In the city, the population was spread out, with 29.5% under the age of 18, 11.1% from 18 to 24, 27.2% from 25 to 44, 19.4% from 45 to 64, and 12.8% who were 65 years of age or older. The median age was 34 years. For every 100 females, there were 100.2 males. For every 100 females age 18 and over, there were 101.0 males.
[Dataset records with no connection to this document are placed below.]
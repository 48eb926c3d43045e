//! Drives one generation run: pending rows in, one artifact out, statuses flipped.

use log::{error, info, warn};

use super::consolidate::Consolidator;
use super::filler::SheetFiller;
use super::workbook::{Workbook, XLSX_MIME};
use crate::api::models::{Row, RowId, RowStatus, StatusLabels};
use crate::api::store::{ObjectStore, RowStore};
use crate::config::ReportTargets;
use crate::error::{Error, Result};

#[derive(Debug, Clone, Default, PartialEq, Eq)]
pub struct RunSummary {
    /// Rows rendered into the uploaded artifact.
    pub processed: usize,
    /// Rows that were not pending.
    pub skipped: usize,
    /// Rendered rows whose status update failed; they stay pending and are
    /// rendered again by the next run.
    pub uncommitted: Vec<RowId>,
}

impl RunSummary {
    pub fn committed(&self) -> usize {
        self.processed - self.uncommitted.len()
    }
}

pub struct ReportRunner<'a> {
    rows: &'a dyn RowStore,
    objects: &'a dyn ObjectStore,
    filler: &'a SheetFiller,
    targets: ReportTargets,
    labels: StatusLabels,
    identifier_field: String,
}

impl<'a> ReportRunner<'a> {
    pub fn new(
        rows: &'a dyn RowStore,
        objects: &'a dyn ObjectStore,
        filler: &'a SheetFiller,
        targets: ReportTargets,
    ) -> Self {
        Self {
            rows,
            objects,
            filler,
            targets,
            labels: StatusLabels::default(),
            identifier_field: "pozo_numero".to_string(),
        }
    }

    pub fn with_labels(mut self, labels: StatusLabels) -> Self {
        self.labels = labels;
        self
    }

    pub fn with_identifier_field(mut self, field: impl Into<String>) -> Self {
        self.identifier_field = field.into();
        self
    }

    /// Render every pending row into one workbook and publish it.
    ///
    /// Sheets built from the template's first sheet are appended to the
    /// report already stored at the output location, so earlier runs are
    /// kept. An empty output object is started from the template instead.
    /// When the output is the template itself, the template acts as the
    /// master report and keeps its own sheets in front.
    ///
    /// Statuses are only touched after the artifact upload succeeded. Any
    /// error before that point aborts the run with the row store unchanged.
    /// A failed status update afterwards is logged and reported in
    /// [`RunSummary::uncommitted`]; that row is rendered again next run.
    pub async fn run(&self) -> Result<RunSummary> {
        let rows = self.rows.list_rows().await?;
        let total = rows.len();
        let pending: Vec<Row> = rows
            .into_iter()
            .filter(|row| self.labels.status_of(&row.record) == RowStatus::Pending)
            .collect();
        let skipped = total - pending.len();

        if pending.is_empty() {
            info!("No pending rows ({} rows total), nothing to generate", total);
            return Ok(RunSummary {
                processed: 0,
                skipped,
                uncommitted: Vec::new(),
            });
        }
        info!("{} pending rows of {}", pending.len(), total);

        let template_bytes = self.objects.download(&self.targets.template).await?;
        let template = Workbook::from_xlsx_bytes(&template_bytes)?;
        let layout = template
            .sheet(0)
            .cloned()
            .ok_or_else(|| Error::Workbook("template has no worksheets".to_string()))?;

        let records: Vec<_> = pending.iter().map(|row| row.record.clone()).collect();
        let consolidator = Consolidator::new(self.filler, self.identifier_field.clone());
        let consolidation = if self.targets.output == self.targets.template {
            info!("Appending to master report {}", self.targets.template);
            consolidator.append(template, &layout, &records)?
        } else {
            let existing = self.objects.download(&self.targets.output).await?;
            if existing.is_empty() {
                info!("Report {} is empty, starting from the template", self.targets.output);
                consolidator.consolidate(template, &records)?
            } else {
                let report = Workbook::from_xlsx_bytes(&existing)?;
                info!(
                    "Appending to report {} with {} sheets",
                    self.targets.output,
                    report.len()
                );
                consolidator.append(report, &layout, &records)?
            }
        };
        for (row, sheet) in pending.iter().zip(&consolidation.sheets) {
            if !sheet.report.is_clean() {
                warn!(
                    "Row {} ('{}') rendered with {} degraded steps",
                    row.id,
                    sheet.title,
                    sheet.report.failures.len()
                );
            }
        }

        let artifact = consolidation.workbook.to_xlsx_bytes()?;
        self.objects
            .replace(&self.targets.output, artifact, XLSX_MIME)
            .await?;
        info!("Published report {} with {} sheets", self.targets.output, records.len());

        let mut uncommitted = Vec::new();
        for row in &pending {
            let label = self.labels.label(&RowStatus::Generated);
            if let Err(e) = self.rows.update_cell(row.id, &self.labels.column, label).await {
                error!("Row {}: status not updated, it stays pending: {}", row.id, e);
                uncommitted.push(row.id);
            }
        }

        Ok(RunSummary {
            processed: pending.len(),
            skipped,
            uncommitted,
        })
    }
}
The median income for a household in the city was $31,722, and the median income for a family was $38,808. Males had a median income of $30,216 versus $21,400 for females. The per capita income for the city was $14,373. About 14.2% of families and 15.6% of the population were below the poverty line, including 18.4% of those under age 18 and 10.1% of those age 65 or over.

==Infrastructure==
===Highways===
- NM 18
- NM 23
- NM 176
- NM 207
- NM 234

===Railroad===
The Texas & New Mexico Railway provides freight service.

==Education==
The school district is Eunice Municipal Schools.

==Sports==
Eunice high school baseball has produced 17 state championships. This record ranks fifth in the nation.

Eunice is the childhood home of College Football Coach Josh Lynn and retired CFL offensive lineman and placekicker Jack Abendschan, a member of the Canadian Football Hall of Fame.